Additional health care costs put additional pressure on already strained household budgets.
These concerns were previously highlighted by local councilors and health officials from St Helens, Merseyside, in November, who sent a letter to Chancellor Jeremy Hunt outlining “extremely disturbing evidence”, similar to Healthwatch’s findings.
Commenting on the survey results, Ms Ansari said: “We are very concerned that people are increasingly avoiding taking prescription drugs, booking NHS appointments and traveling for appointments because of the extra cost.
“The steps people take to cope with the cost of living can have serious consequences for their physical and mental health. This is likely to put further strain on the already stretched NHS.
“The cost of living should never be a barrier to healthcare. The increase in the number of people avoiding essential care requires urgent joint action by government and health and care services.
“Steps such as offering over-the-counter prescription drugs based on ability to pay, raising awareness of travel reimbursement schemes and patient transport services, and ensuring that people who need them benefit from social tariffs for telephone and broadband can have of great importance for people in financial difficulties.

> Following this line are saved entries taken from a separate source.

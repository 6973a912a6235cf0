mod error;

use std::io::Write;
use std::sync::Arc;

use clap::{Parser, Subcommand};
use mcp::Server;
use papercut::{CallConfig, Config, build_registry};
use serde_json::Value;
use tracing::info;
use tracing_subscriber::{EnvFilter, fmt, prelude::*};

use error::{Error, Result};

#[derive(Parser)]
#[command(name = "papercut-mcp")]
#[command(about = "PaperCut NG/MF web services as MCP tools", long_about = None)]
#[command(version)]
struct Cli {
    #[command(subcommand)]
    command: Option<Commands>,
}

#[derive(Subcommand)]
enum Commands {
    /// Serve MCP over stdin/stdout (default)
    Serve,
    /// Print the tool catalogue as JSON
    Tools,
    /// Run one tool and print its result
    Call {
        /// Tool name, e.g. papercut_get_total_users
        tool: String,
        /// Tool arguments as a JSON object
        #[arg(short, long, default_value = "{}")]
        args: String,
    },
}

#[tokio::main]
async fn main() {
    if let Err(e) = run().await {
        eprintln!("Error: {e}");
        std::process::exit(1);
    }
}

async fn run() -> Result<()> {
    let cli = Cli::parse();
    init_tracing();

    let config = Arc::new(Config::load());

    match cli.command {
        Some(Commands::Serve) | None => cmd_serve(config).await,
        Some(Commands::Tools) => cmd_tools(config),
        Some(Commands::Call { tool, args }) => cmd_call(config, &tool, &args).await,
    }
}

/// Logs go to stderr; stdout carries the MCP stream.
fn init_tracing() {
    let filter = EnvFilter::try_from_default_env().unwrap_or_else(|_| EnvFilter::new("info"));
    tracing_subscriber::registry()
        .with(fmt::layer().with_writer(std::io::stderr))
        .with(filter)
        .init();
}

async fn cmd_serve(config: Arc<Config>) -> Result<()> {
    let call = CallConfig::from_config(&config);
    info!(
        version = papercut::VERSION,
        endpoint = %call.url,
        timeout_ms = call.timeout_ms(),
        token_set = !call.token.is_empty(),
        "starting papercut-mcp"
    );

    let server = Server::new(build_registry(config), papercut::SERVER_NAME, papercut::VERSION);
    server.serve_stdio().await?;
    Ok(())
}

fn cmd_tools(config: Arc<Config>) -> Result<()> {
    let tools = build_registry(config).tools();
    let mut stdout = std::io::stdout().lock();
    serde_json::to_writer_pretty(&mut stdout, &tools)?;
    writeln!(stdout)?;
    Ok(())
}

async fn cmd_call(config: Arc<Config>, tool: &str, args: &str) -> Result<()> {
    let args: Value = serde_json::from_str(args).map_err(Error::InvalidArguments)?;
    let registry = build_registry(config);
    let result = registry.call_tool(tool, Some(args)).await?;
    println!("{}", result.joined_text());
    Ok(())
}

The survey follows a similar study carried out in September 2022 by the charity Asthma + Lung UK, which found that almost a sixth of people with asthma cut back on their inhaler use to prolong its effect.
Healthwatch has urged NHS England to work with Ofcom and telecoms companies to ensure hospital and GP phone numbers are free telephone services after 11 per cent of those surveyed said they avoided booking doctor appointments because of the cost of telephone and broadband bills.
A government spokesman said: “We know this is a difficult time for families across the country. That’s why we’ve taken swift action to provide support, including an Energy Price Guarantee, which will save the average household around £900 this winter, as well as £400 on bills and £1,200 for households most in need.
“It’s important people come to meetings and we’ve capped bus fares to £2 on thousands of bus routes to make public transport accessible and affordable, and we’ve also frozen prescription fees for the first time in 12 years.”